Description of the task: Scan the records below for lines with the word "events", then state how many you find and nothing else.

Data provided:
——
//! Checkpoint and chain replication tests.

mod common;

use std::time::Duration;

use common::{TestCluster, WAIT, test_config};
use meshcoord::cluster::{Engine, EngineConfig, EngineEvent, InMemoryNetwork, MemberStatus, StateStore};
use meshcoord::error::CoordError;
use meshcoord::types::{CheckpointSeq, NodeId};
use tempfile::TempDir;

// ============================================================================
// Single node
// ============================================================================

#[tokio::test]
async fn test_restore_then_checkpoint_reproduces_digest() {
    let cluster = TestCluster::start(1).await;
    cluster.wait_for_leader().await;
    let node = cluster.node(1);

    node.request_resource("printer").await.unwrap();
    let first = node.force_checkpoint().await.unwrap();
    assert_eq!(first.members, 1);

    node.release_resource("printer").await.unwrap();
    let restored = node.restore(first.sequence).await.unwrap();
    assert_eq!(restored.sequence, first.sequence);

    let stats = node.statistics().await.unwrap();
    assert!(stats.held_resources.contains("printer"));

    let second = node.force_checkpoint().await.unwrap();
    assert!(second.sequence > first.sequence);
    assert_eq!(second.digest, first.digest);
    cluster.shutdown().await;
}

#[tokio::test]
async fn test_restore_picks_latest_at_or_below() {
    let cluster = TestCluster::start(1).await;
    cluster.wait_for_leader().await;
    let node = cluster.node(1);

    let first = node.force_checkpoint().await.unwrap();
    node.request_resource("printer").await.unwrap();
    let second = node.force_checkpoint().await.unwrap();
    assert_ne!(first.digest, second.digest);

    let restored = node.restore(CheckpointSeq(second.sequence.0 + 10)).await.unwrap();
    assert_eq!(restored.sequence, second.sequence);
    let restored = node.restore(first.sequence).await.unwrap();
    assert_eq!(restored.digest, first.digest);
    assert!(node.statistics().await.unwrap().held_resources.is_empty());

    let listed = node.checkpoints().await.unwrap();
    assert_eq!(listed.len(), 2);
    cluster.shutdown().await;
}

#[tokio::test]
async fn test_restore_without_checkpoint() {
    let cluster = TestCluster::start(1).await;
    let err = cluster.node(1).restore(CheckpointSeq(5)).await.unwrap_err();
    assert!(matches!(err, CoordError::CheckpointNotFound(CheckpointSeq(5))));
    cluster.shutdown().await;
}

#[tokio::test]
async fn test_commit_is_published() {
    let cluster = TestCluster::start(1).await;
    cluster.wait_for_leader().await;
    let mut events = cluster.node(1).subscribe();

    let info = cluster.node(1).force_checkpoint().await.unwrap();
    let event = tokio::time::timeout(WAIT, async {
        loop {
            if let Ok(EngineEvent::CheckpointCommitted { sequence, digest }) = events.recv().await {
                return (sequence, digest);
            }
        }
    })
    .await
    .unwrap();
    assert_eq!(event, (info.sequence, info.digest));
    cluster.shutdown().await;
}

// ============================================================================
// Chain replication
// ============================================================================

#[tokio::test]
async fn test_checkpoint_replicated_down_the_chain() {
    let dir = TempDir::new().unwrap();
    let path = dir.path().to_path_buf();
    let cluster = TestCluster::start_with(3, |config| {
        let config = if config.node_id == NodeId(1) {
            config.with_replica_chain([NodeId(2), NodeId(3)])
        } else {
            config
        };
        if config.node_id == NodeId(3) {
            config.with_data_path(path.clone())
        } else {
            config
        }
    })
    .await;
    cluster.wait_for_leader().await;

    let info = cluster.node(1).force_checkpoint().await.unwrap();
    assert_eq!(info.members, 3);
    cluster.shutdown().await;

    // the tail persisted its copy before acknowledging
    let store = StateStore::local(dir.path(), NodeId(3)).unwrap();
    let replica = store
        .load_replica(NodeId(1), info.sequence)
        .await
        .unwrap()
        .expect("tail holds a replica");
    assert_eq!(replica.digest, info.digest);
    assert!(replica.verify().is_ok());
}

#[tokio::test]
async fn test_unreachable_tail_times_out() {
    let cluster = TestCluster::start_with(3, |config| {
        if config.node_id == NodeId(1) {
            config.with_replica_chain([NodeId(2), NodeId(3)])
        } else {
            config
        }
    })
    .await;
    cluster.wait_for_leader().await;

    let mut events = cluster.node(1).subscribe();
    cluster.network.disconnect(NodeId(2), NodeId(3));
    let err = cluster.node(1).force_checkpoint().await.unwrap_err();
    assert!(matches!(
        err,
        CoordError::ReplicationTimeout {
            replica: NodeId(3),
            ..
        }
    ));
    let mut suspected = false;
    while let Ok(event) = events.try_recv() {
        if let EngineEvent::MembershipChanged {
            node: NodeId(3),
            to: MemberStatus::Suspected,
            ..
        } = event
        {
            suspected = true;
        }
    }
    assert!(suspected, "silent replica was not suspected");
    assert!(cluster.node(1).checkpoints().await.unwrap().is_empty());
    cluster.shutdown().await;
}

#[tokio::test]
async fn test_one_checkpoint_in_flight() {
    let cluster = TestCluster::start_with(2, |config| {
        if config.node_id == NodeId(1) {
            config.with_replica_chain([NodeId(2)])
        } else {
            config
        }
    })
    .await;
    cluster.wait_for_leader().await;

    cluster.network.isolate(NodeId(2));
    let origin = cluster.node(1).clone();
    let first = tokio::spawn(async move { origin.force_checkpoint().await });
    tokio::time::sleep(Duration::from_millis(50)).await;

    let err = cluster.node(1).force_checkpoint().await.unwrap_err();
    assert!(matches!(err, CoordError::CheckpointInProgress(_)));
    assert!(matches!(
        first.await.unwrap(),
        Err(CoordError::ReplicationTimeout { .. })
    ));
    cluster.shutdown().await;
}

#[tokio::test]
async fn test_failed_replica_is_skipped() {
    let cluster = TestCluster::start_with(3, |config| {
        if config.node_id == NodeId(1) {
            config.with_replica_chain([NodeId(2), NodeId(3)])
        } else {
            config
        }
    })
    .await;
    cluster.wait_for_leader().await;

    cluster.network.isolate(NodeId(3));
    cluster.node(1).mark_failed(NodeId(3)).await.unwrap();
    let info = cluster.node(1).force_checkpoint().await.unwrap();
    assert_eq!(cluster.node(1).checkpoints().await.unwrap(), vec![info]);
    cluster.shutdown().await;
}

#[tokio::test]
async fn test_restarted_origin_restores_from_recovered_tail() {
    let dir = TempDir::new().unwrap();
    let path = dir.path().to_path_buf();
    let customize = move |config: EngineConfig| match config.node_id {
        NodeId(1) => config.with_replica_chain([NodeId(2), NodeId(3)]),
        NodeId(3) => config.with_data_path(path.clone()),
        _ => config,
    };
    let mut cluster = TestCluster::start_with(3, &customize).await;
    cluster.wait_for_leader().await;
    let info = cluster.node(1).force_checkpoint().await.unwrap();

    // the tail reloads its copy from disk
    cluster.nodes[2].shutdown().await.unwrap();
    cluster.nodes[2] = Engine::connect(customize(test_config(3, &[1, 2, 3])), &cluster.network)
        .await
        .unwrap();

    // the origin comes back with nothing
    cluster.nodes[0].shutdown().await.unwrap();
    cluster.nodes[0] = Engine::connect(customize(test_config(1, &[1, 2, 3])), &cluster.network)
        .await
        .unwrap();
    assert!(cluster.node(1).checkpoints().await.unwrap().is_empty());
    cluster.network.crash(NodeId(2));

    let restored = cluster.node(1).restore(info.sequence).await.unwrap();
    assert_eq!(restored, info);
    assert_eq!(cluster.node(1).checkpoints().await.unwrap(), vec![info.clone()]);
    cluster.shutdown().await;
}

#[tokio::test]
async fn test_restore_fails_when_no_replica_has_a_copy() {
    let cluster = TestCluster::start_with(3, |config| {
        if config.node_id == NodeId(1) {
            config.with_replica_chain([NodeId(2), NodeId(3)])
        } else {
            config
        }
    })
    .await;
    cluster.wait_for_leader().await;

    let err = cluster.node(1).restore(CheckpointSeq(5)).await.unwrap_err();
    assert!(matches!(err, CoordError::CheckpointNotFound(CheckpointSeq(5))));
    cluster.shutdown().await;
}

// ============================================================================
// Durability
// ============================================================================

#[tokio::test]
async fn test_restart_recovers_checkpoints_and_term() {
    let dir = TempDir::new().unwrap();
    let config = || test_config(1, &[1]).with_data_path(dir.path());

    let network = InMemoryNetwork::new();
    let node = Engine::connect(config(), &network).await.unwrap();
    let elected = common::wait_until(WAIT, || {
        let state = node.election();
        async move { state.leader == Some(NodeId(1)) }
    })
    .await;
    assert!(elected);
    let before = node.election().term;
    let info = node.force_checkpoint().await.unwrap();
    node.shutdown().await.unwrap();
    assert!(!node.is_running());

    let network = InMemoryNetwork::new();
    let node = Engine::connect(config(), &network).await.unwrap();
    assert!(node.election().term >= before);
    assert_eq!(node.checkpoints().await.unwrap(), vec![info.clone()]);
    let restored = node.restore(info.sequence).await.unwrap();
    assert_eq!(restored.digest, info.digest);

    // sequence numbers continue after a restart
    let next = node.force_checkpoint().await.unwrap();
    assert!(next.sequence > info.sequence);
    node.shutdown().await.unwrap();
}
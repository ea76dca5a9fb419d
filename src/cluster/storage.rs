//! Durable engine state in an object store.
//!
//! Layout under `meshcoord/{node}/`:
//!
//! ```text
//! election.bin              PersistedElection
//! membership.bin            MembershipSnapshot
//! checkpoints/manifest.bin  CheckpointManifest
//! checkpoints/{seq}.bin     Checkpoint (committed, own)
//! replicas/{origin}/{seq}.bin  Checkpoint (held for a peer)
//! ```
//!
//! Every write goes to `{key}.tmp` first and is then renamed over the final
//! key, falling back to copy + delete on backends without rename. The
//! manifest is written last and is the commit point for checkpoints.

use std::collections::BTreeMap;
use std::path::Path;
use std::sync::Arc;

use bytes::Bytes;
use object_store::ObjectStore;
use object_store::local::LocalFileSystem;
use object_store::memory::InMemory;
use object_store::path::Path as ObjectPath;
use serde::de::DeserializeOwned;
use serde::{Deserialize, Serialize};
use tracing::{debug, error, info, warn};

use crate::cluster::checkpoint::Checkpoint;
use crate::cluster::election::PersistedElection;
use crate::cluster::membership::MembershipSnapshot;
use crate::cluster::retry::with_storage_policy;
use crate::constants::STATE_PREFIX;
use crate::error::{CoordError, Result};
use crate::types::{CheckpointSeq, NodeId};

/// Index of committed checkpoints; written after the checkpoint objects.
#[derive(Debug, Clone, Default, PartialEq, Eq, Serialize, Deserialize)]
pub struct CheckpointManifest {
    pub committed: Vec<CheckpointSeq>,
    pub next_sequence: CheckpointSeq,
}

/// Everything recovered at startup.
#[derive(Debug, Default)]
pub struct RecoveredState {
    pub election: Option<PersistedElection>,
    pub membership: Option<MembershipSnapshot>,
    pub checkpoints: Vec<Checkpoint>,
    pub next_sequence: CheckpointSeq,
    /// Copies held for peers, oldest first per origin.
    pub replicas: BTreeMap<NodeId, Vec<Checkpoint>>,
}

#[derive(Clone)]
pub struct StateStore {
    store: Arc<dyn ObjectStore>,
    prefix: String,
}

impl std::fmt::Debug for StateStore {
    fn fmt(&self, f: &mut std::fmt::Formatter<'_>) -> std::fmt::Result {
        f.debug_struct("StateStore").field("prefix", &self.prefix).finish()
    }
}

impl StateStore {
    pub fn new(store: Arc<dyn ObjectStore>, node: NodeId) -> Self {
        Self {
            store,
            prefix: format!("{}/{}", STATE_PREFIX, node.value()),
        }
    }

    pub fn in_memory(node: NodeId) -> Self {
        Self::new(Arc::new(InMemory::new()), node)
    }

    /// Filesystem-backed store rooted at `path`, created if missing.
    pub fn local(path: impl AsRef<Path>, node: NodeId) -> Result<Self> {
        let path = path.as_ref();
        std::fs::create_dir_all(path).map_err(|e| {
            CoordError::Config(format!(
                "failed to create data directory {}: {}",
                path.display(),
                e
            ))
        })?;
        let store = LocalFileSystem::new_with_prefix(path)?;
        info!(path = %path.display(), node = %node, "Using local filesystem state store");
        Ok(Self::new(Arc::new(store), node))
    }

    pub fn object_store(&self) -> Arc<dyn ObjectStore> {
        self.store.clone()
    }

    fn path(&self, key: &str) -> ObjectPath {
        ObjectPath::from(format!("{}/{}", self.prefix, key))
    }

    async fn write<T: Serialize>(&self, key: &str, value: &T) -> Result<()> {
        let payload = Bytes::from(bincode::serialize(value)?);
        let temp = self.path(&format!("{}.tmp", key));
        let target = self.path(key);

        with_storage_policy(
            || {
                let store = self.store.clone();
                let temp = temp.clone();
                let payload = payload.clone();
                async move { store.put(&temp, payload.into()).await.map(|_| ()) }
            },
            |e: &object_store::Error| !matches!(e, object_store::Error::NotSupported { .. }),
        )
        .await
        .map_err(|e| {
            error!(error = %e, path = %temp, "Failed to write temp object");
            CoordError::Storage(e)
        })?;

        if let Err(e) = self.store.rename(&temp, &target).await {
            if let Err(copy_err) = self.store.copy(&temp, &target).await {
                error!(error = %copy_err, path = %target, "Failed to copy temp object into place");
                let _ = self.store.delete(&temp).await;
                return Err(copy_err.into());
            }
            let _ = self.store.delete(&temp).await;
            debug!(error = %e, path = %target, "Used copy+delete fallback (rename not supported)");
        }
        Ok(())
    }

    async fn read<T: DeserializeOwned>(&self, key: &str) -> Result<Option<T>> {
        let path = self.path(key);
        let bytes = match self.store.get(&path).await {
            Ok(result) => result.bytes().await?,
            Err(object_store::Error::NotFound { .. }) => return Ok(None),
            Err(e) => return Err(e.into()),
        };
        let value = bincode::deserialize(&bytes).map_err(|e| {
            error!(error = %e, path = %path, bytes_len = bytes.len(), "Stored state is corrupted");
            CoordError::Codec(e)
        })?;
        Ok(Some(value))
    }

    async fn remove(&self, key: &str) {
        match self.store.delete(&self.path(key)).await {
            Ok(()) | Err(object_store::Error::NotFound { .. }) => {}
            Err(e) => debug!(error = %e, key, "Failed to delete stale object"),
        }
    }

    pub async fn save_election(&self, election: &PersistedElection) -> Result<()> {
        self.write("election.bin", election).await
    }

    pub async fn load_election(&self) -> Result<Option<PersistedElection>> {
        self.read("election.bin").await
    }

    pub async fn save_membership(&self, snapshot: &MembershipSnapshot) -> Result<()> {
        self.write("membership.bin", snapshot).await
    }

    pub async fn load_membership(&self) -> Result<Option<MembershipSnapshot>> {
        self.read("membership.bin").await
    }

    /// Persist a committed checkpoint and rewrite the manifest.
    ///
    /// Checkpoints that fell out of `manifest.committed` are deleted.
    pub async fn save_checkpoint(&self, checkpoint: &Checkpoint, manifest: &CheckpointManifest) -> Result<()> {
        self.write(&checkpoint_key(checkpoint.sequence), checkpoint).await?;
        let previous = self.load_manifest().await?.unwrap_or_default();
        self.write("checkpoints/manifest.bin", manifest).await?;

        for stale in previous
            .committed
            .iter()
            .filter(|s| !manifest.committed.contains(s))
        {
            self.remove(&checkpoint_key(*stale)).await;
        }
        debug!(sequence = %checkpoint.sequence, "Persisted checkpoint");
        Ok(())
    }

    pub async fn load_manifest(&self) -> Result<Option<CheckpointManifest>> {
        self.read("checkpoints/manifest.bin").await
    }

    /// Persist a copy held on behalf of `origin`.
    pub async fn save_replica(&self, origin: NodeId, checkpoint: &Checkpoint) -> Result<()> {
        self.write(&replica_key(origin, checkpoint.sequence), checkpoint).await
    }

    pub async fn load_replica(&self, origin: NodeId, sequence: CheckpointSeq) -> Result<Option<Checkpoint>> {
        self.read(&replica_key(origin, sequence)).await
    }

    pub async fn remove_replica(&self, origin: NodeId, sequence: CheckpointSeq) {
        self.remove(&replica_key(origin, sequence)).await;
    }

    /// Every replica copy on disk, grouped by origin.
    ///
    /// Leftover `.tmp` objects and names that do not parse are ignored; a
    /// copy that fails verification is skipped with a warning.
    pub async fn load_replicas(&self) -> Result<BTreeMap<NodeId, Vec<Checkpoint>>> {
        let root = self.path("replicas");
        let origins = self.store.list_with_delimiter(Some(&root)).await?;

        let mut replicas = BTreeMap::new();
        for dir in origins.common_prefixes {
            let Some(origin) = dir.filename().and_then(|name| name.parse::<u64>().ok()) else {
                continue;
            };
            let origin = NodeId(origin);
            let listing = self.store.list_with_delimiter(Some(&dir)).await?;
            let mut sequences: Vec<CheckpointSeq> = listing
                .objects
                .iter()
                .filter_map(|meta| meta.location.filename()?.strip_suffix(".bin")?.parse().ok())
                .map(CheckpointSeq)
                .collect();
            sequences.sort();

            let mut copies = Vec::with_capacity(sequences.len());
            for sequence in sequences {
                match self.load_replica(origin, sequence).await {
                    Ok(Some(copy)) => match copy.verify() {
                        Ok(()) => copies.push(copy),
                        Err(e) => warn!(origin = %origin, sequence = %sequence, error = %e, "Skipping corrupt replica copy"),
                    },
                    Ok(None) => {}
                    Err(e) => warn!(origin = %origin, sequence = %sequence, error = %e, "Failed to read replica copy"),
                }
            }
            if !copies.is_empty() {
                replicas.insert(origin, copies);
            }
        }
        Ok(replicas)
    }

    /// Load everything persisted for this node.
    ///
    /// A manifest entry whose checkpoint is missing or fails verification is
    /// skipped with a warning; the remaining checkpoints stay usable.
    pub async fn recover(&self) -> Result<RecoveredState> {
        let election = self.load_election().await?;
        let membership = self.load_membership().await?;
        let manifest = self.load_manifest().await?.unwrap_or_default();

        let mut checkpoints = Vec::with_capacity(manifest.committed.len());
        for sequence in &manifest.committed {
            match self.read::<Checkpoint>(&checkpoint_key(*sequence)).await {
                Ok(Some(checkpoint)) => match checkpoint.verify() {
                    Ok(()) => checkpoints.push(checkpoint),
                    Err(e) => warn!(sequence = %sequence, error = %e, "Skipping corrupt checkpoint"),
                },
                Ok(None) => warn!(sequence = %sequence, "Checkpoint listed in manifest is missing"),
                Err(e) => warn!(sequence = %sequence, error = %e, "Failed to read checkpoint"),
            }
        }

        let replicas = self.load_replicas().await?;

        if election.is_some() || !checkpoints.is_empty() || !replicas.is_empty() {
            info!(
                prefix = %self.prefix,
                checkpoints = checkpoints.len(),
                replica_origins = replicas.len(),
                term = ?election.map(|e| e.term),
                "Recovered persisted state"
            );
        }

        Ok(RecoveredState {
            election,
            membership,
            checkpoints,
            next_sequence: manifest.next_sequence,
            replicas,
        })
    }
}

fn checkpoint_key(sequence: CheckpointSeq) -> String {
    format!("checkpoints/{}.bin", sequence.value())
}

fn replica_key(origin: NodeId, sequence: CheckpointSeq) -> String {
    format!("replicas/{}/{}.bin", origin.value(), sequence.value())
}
——
Response to the task: 4